First up is ‘Sweet Tooth’ directed by Dave Parker (It Watches), which tells the urban legend of a boy called Timothy who lived in the neighbourhood years ago. Every year after trick or treating, Timothy’s parents forbid him from eating his candy. One Halloween, he found the gluttonous couple feasting on all of his treats and murdered them with a butcher’s knife. Still craving more, Timothy cut the remaining candy out of his parents’ stomachs and transformed into demon, Sweet Tooth. Unfortunately for little Mickey (Daniel DiMaggio) and his babysitter, Sweet Tooth is about to make a return.
Kids are central themes for a good portion of the anthology, which stands to reason with the ritual of trick or treating; but not all of them get off lightly. ‘The Night Billy Raised Hell’ directed by Darren Lynn Bousman (Saw II, III & IV) stars Marcus Eckert as Billy, who’s tricked into egging Mr Abbadon’s house by his older sister. What they don’t know is that Mr Abbadon is the devil, with a theatrical performance by Barry Bostwick (The Rocky Horror Picture Show).

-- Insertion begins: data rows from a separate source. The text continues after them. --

//! Visual-effect toggles read by the renderer once per frame.

/// One of the renderer's optional visual effects.
#[derive(Debug, Clone, Copy, PartialEq, Eq, Hash)]
pub enum Effect {
    Gradient,
    Bars,
    Invert,
    Emboss,
    BarCircle,
    Progress,
    Date,
    Bounce,
    Waveform,
    Pixels,
    CircleWaveform,
    Grayscale,
    Sepia,
}

impl Effect {
    pub const ALL: [Effect; 13] = [
        Effect::Gradient,
        Effect::Bars,
        Effect::Invert,
        Effect::Emboss,
        Effect::BarCircle,
        Effect::Progress,
        Effect::Date,
        Effect::Bounce,
        Effect::Waveform,
        Effect::Pixels,
        Effect::CircleWaveform,
        Effect::Grayscale,
        Effect::Sepia,
    ];

    /// Id of the checkbox that toggles this effect.
    pub fn checkbox_id(self) -> &'static str {
        match self {
            Effect::Gradient => "gradientCB",
            Effect::Bars => "barsCB",
            Effect::Invert => "invertCB",
            Effect::Emboss => "embossCB",
            Effect::BarCircle => "barCircleCB",
            Effect::Progress => "progressCB",
            Effect::Date => "dateCB",
            Effect::Bounce => "bounceCB",
            Effect::Waveform => "waveformCB",
            Effect::Pixels => "pixelsCB",
            Effect::CircleWaveform => "circleWaveformCB",
            Effect::Grayscale => "grayscaleCB",
            Effect::Sepia => "sepiaCB",
        }
    }
}

/// Flat set of effect toggles.
#[derive(Debug, Clone, Copy, PartialEq, Eq)]
pub struct DrawParams {
    pub show_gradient: bool,
    pub show_bars: bool,
    pub show_invert: bool,
    pub show_emboss: bool,
    pub show_bar_circle: bool,
    pub show_progress: bool,
    pub show_date: bool,
    pub show_bounce: bool,
    pub show_waveform: bool,
    pub show_pixels: bool,
    pub show_circle_waveform: bool,
    pub show_grayscale: bool,
    pub show_sepia: bool,
}

impl Default for DrawParams {
    fn default() -> Self {
        Self {
            show_gradient: false,
            show_bars: false,
            show_invert: false,
            show_emboss: false,
            show_bar_circle: true,
            show_progress: true,
            show_date: true,
            show_bounce: true,
            show_waveform: true,
            show_pixels: true,
            show_circle_waveform: true,
            show_grayscale: false,
            show_sepia: false,
        }
    }
}

impl DrawParams {
    /// Everything off.
    pub fn none() -> Self {
        let mut p = Self::default();
        for e in Effect::ALL {
            p.set(e, false);
        }
        p
    }

    fn field_mut(&mut self, effect: Effect) -> &mut bool {
        match effect {
            Effect::Gradient => &mut self.show_gradient,
            Effect::Bars => &mut self.show_bars,
            Effect::Invert => &mut self.show_invert,
            Effect::Emboss => &mut self.show_emboss,
            Effect::BarCircle => &mut self.show_bar_circle,
            Effect::Progress => &mut self.show_progress,
            Effect::Date => &mut self.show_date,
            Effect::Bounce => &mut self.show_bounce,
            Effect::Waveform => &mut self.show_waveform,
            Effect::Pixels => &mut self.show_pixels,
            Effect::CircleWaveform => &mut self.show_circle_waveform,
            Effect::Grayscale => &mut self.show_grayscale,
            Effect::Sepia => &mut self.show_sepia,
        }
    }

    pub fn set(&mut self, effect: Effect, on: bool) {
        *self.field_mut(effect) = on;
    }

    pub fn get(&self, effect: Effect) -> bool {
        match effect {
            Effect::Gradient => self.show_gradient,
            Effect::Bars => self.show_bars,
            Effect::Invert => self.show_invert,
            Effect::Emboss => self.show_emboss,
            Effect::BarCircle => self.show_bar_circle,
            Effect::Progress => self.show_progress,
            Effect::Date => self.show_date,
            Effect::Bounce => self.show_bounce,
            Effect::Waveform => self.show_waveform,
            Effect::Pixels => self.show_pixels,
            Effect::CircleWaveform => self.show_circle_waveform,
            Effect::Grayscale => self.show_grayscale,
            Effect::Sepia => self.show_sepia,
        }
    }

    /// True when any per-pixel post effect is enabled.
    pub fn needs_pixel_pass(&self) -> bool {
        self.show_pixels
            || self.show_invert
            || self.show_grayscale
            || self.show_sepia
            || self.show_emboss
    }
}
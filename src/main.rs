//! Host-side helper: `cargo run` builds the WASM package into `static/pkg` and
//! serves `static/` on a local HTTP server.

#[cfg(not(target_arch = "wasm32"))]
fn main() -> std::process::ExitCode {
    use log::{error, info, warn};
    use std::process::{Command, ExitCode};

    env_logger::Builder::from_env(env_logger::Env::default().default_filter_or("info")).init();

    let port = std::env::var("VIZ_PORT").unwrap_or_else(|_| "8000".to_string());

    info!("building wasm package");
    match Command::new("wasm-pack")
        .args(["build", "--release", "--target", "web", "--out-dir", "static/pkg"])
        .status()
    {
        Ok(st) if st.success() => {}
        Ok(st) => {
            error!("wasm-pack exited with {st}");
            return ExitCode::FAILURE;
        }
        Err(e) => {
            warn!("wasm-pack not runnable ({e}); serving whatever is already in static/pkg");
        }
    }

    info!("serving http://127.0.0.1:{port}");
    match Command::new("python3")
        .args(["-m", "http.server", &port, "--directory", "static"])
        .status()
    {
        Ok(st) if st.success() => ExitCode::SUCCESS,
        Ok(st) => {
            error!("http server exited with {st}");
            ExitCode::FAILURE
        }
        Err(e) => {
            error!("could not start http server: {e}");
            ExitCode::FAILURE
        }
    }
}

#[cfg(target_arch = "wasm32")]
fn main() {}
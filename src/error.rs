//! Error types for the visualizer

use thiserror::Error;

/// Errors raised while wiring the page or talking to the browser
#[derive(Error, Debug, Clone, PartialEq, Eq)]
pub enum VizError {
    /// A required element is not present in the document
    #[error("element not found: {0}")]
    MissingElement(String),

    /// An element exists but is not of the expected kind
    #[error("element #{id} is not a {expected}")]
    WrongElementType { id: String, expected: &'static str },

    /// A browser API call rejected or threw
    #[error("browser error: {0}")]
    Js(String),

    /// The browser lacks a capability the visualizer needs
    #[error("not supported: {0}")]
    Unsupported(&'static str),
}

/// Result type for visualizer operations
pub type VizResult<T> = Result<T, VizError>;

#[cfg(target_arch = "wasm32")]
impl From<wasm_bindgen::JsValue> for VizError {
    fn from(value: wasm_bindgen::JsValue) -> Self {
        VizError::Js(value.as_string().unwrap_or_else(|| format!("{value:?}")))
    }
}

#[cfg(target_arch = "wasm32")]
impl From<VizError> for wasm_bindgen::JsValue {
    fn from(err: VizError) -> Self {
        wasm_bindgen::JsValue::from_str(&err.to_string())
    }
}
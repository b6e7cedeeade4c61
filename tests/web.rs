#![cfg(target_arch = "wasm32")]

use audio_viz::audio::{AudioBackend, ContextState};
use audio_viz::config::{TrackRegistry, VizConfig};
use audio_viz::wasm::{audio::WebAudio, canvas::CanvasVisualizer, render, ui, utils};
use audio_viz::{Controller, DrawParams, Effect, Renderer, VizError, VizResult};
use std::cell::{Cell, RefCell};
use std::rc::Rc;
use wasm_bindgen::JsCast;
use wasm_bindgen_futures::JsFuture;
use wasm_bindgen_test::*;

wasm_bindgen_test_configure!(run_in_browser);

const PAGE: &str = r#"
  <canvas width="64" height="32"></canvas>
  <button id="playButton" data-playing="no"></button>
  <button id="fsButton"></button>
  <span id="progress"></span>
  <select id="trackSelect">
    <option value="media/Koi no Uta.mp3">Koi no Uta</option>
    <option value="media/b.mp3">B</option>
  </select>
  <input type="range" id="volumeSlider" min="0" max="2" value="1" step="0.01">
  <span id="volumeLabel"></span>
  <input type="range" id="waveformSlider" min="0" max="400" value="200">
  <span id="waveformLabel"></span>
  <input type="checkbox" id="gradientCB"><input type="checkbox" id="barsCB">
  <input type="checkbox" id="invertCB"><input type="checkbox" id="embossCB">
  <input type="checkbox" id="barCircleCB"><input type="checkbox" id="dateCB">
  <input type="checkbox" id="bounceCB"><input type="checkbox" id="circleWaveformCB">
  <input type="checkbox" id="progressCB"><input type="checkbox" id="waveformCB">
  <input type="checkbox" id="pixelsCB"><input type="checkbox" id="grayscaleCB">
  <input type="checkbox" id="sepiaCB">
"#;

#[derive(Default)]
struct SilentAudio {
    loaded: Vec<String>,
    playing: bool,
    volume: f64,
    time: f64,
}

impl AudioBackend for SilentAudio {
    fn load(&mut self, path: &str) -> VizResult<()> {
        self.loaded.push(path.to_string());
        Ok(())
    }

    fn play(&mut self) -> VizResult<()> {
        self.playing = true;
        Ok(())
    }

    fn pause(&mut self) {
        self.playing = false;
    }

    fn set_volume(&mut self, level: f64) {
        self.volume = level;
    }

    fn current_time(&self) -> f64 {
        self.time
    }

    fn duration(&self) -> Option<f64> {
        None
    }

    fn context_state(&self) -> ContextState {
        ContextState::Running
    }

    fn resume(&mut self) {}
}

struct FrameCounter(Rc<Cell<u32>>);

impl Renderer for FrameCounter {
    fn draw(&mut self, _params: &DrawParams, _waveform_height: f64) {
        self.0.set(self.0.get() + 1);
    }
}

/// Control markup mounted into the body, removed on drop.
struct Fixture {
    root: web_sys::Element,
}

impl Fixture {
    fn mount() -> Self {
        let doc = document();
        let root = doc.create_element("div").unwrap();
        root.set_inner_html(PAGE);
        doc.body().unwrap().append_child(&root).unwrap();
        Self { root }
    }

    fn canvas(&self) -> web_sys::HtmlCanvasElement {
        self.root.query_selector("canvas").unwrap().unwrap().dyn_into().unwrap()
    }

    fn wire(&self, audio: SilentAudio) -> (Rc<RefCell<Controller<SilentAudio>>>, Rc<ui::Page>) {
        let config = VizConfig::default();
        let controller = Rc::new(RefCell::new(Controller::new(audio, &config)));
        let page = ui::wire(&document(), &self.canvas(), &config, &controller).unwrap();
        (controller, page)
    }
}

impl Drop for Fixture {
    fn drop(&mut self) {
        self.root.remove();
    }
}

fn document() -> web_sys::Document {
    web_sys::window().unwrap().document().unwrap()
}

fn by_id<T: JsCast>(id: &str) -> T {
    ui::element(&document(), id).unwrap()
}

fn text(id: &str) -> String {
    by_id::<web_sys::HtmlElement>(id).inner_html()
}

fn playing_flag() -> Option<String> {
    by_id::<web_sys::HtmlElement>("playButton").get_attribute("data-playing")
}

fn fire(target: &web_sys::EventTarget, kind: &str) {
    target.dispatch_event(&web_sys::Event::new(kind).unwrap()).unwrap();
}

async fn sleep(ms: i32) {
    let promise = js_sys::Promise::new(&mut |resolve, _| {
        web_sys::window()
            .unwrap()
            .set_timeout_with_callback_and_timeout_and_arguments_0(&resolve, ms)
            .unwrap();
    });
    JsFuture::from(promise).await.unwrap();
}

fn canvas() -> web_sys::HtmlCanvasElement {
    let canvas = document()
        .create_element("canvas")
        .unwrap()
        .dyn_into::<web_sys::HtmlCanvasElement>()
        .unwrap();
    canvas.set_width(64);
    canvas.set_height(32);
    canvas
}

#[wasm_bindgen_test]
fn random_color_is_css_rgba() {
    let color = utils::random_color();
    assert!(color.starts_with("rgba(") && color.ends_with(",0.75)"), "{color}");
    assert_eq!(color.matches(',').count(), 3);
}

#[wasm_bindgen_test]
fn element_lookup_reports_missing_and_mistyped() {
    let doc = document();
    let err = ui::element::<web_sys::HtmlInputElement>(&doc, "noSuchControl").unwrap_err();
    assert_eq!(err, VizError::MissingElement("noSuchControl".into()));

    let div = doc.create_element("div").unwrap();
    div.set_id("notAnInput");
    doc.body().unwrap().append_child(&div).unwrap();
    let err = ui::element::<web_sys::HtmlInputElement>(&doc, "notAnInput").unwrap_err();
    assert!(matches!(err, VizError::WrongElementType { expected: "HtmlInputElement", .. }));
    div.remove();
}

#[wasm_bindgen_test]
fn wiring_fires_initial_slider_labels() {
    let fixture = Fixture::mount();
    let (controller, _page) = fixture.wire(SilentAudio::default());

    assert_eq!(text("volumeLabel"), "50");
    assert_eq!(text("waveformLabel"), "200");
    assert_eq!(controller.borrow().audio().volume, 1.0);
    assert_eq!(controller.borrow().waveform_height(), 200.0);
    assert_eq!(playing_flag().as_deref(), Some("no"));

    let volume: web_sys::HtmlInputElement = by_id("volumeSlider");
    volume.set_value("2");
    fire(&volume, "input");
    assert_eq!(text("volumeLabel"), "100");
}

#[wasm_bindgen_test]
fn waveform_slider_without_max_uses_range_default() {
    let fixture = Fixture::mount();
    let slider: web_sys::HtmlInputElement = by_id("waveformSlider");
    slider.remove_attribute("max").unwrap();
    slider.set_value("30");
    let (controller, _page) = fixture.wire(SilentAudio::default());

    assert_eq!(text("waveformLabel"), "70");
    assert_eq!(controller.borrow().waveform_height(), 30.0);
}

#[wasm_bindgen_test]
fn checkbox_change_reaches_draw_params() {
    let fixture = Fixture::mount();
    let (controller, _page) = fixture.wire(SilentAudio::default());

    let sepia: web_sys::HtmlInputElement = by_id(Effect::Sepia.checkbox_id());
    assert!(!sepia.checked());
    sepia.set_checked(true);
    fire(&sepia, "change");

    let mut expected = DrawParams::default();
    expected.set(Effect::Sepia, true);
    assert_eq!(*controller.borrow().params(), expected);
}

#[wasm_bindgen_test]
fn play_button_clicks_flip_the_flag() {
    let fixture = Fixture::mount();
    let (controller, _page) = fixture.wire(SilentAudio::default());
    let button: web_sys::HtmlElement = by_id("playButton");

    button.click();
    assert_eq!(playing_flag().as_deref(), Some("yes"));
    assert!(controller.borrow().audio().playing);
    button.click();
    assert_eq!(playing_flag().as_deref(), Some("no"));
    assert!(!controller.borrow().audio().playing);
}

#[wasm_bindgen_test]
fn track_change_while_playing_leaves_flag_paused() {
    let fixture = Fixture::mount();
    let (controller, _page) = fixture.wire(SilentAudio::default());
    by_id::<web_sys::HtmlElement>("playButton").click();
    assert_eq!(playing_flag().as_deref(), Some("yes"));

    let select: web_sys::HtmlSelectElement = by_id("trackSelect");
    select.set_value("media/b.mp3");
    fire(&select, "change");

    assert_eq!(playing_flag().as_deref(), Some("no"));
    let c = controller.borrow();
    assert_eq!(c.audio().loaded, ["media/b.mp3"]);
    assert!(!c.audio().playing);
}

#[wasm_bindgen_test]
fn registry_tracks_are_added_to_an_empty_select() {
    let select: web_sys::HtmlSelectElement =
        document().create_element("select").unwrap().dyn_into().unwrap();
    let tracks = TrackRegistry::default();
    ui::fill_tracks(&select, &tracks, "media/Koi no Uta.mp3").unwrap();
    ui::fill_tracks(&select, &tracks, "media/Koi no Uta.mp3").unwrap();
    assert_eq!(select.length(), 1);
    assert_eq!(select.value(), "media/Koi no Uta.mp3");
}

#[wasm_bindgen_test]
async fn frame_loop_draws_until_cancelled() {
    let fixture = Fixture::mount();
    let audio = SilentAudio {
        time: 65.0,
        ..SilentAudio::default()
    };
    let (controller, page) = fixture.wire(audio);
    let frames = Rc::new(Cell::new(0));
    let frame_loop = render::start(page, controller, FrameCounter(frames.clone())).unwrap();

    sleep(200).await;
    assert!(frames.get() > 0, "no frame was drawn");
    assert_eq!(text("progress"), "01:05");

    frame_loop.cancel();
    let drawn = frames.get();
    sleep(200).await;
    assert_eq!(frames.get(), drawn);
}

#[wasm_bindgen_test]
fn draw_never_fails_for_any_single_effect() {
    let audio = WebAudio::new("", 64).unwrap();
    let analyser = audio.analyser().clone();
    let mut viz = CanvasVisualizer::setup(canvas(), analyser, audio.element().clone()).unwrap();
    viz.draw(&DrawParams::none(), 16.0);
    for effect in Effect::ALL {
        let mut params = DrawParams::none();
        params.set(effect, true);
        viz.draw(&params, 16.0);
    }
    viz.draw(&DrawParams::default(), 16.0);
}

#[wasm_bindgen_test]
fn fresh_track_has_no_duration_and_starts_at_zero() {
    let mut audio = WebAudio::new("", 256).unwrap();
    audio.set_volume(0.5);
    assert_eq!(audio.current_time(), 0.0);
    assert_eq!(audio.duration(), None);
}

Billy is kidnapped and tied up while Mordecai, a boy wearing a similar costume, takes his place. He and Abbadon cause mayhem all over town, from spray painting walls to stabbing neighbours and tricking people into standing in bear traps. It turns out that Mordecai isn’t a boy at all but, rather, a little devil. Billy is eventually released, only to be blamed for everything and shot dead by the cops.
‘Trick’ directed by Adam Gierasch (Night of the Demons) sees a group of trick or treating kids exacting revenge on psychos that kidnap children and gouge their eyes out. A little callous, even for Halloween; but the story reaches a satisfying conclusion with plenty of stabbing, chopping and burning.
‘The Weak and the Wicked’ directed by Paul Solet (Dark Summer) is another revenge tale that opens with three punks tormenting a young trick or treater. A teenager in a devil costume (Keir Gilchrist) shows up to tell them that the devil will come to aid the weak if they’re wearing his costume. The punks chase him until he stops outside a burnt trailer, which he inhabited with his parents as a kid – until the bullies set fire to it with his mum and dad inside. After beating him up, the bullies are slaughtered by a devil that looks identical to the costume that the teen is wearing.
‘Grim Grinning Ghost’ directed by Axelle Carolyn (Soulmate) is one for the paranormal fans. Lynn, played by Alex Essoe (Starry Eyes) is on her way home from a Halloween party when her car breaks down. Walking the rest of the way, she senses a shadowy figure stalking her and runs to the safety of her house. The dog starts acting jittery, and as Lynn settles into the couch to watch a film, the ghost is sitting beside her.
‘Ding Dong’ is a Hansel and Gretel inspired tale which, along with its lack of originality, is one of the weakest of the anthology. This is surprising with direction from Lucky McKee, who worked on horror flicks such as May (2002) and The Woman (2011); including a good performance by Pollyanna McIntosh who may be best known for her ongoing role in The Walking Dead.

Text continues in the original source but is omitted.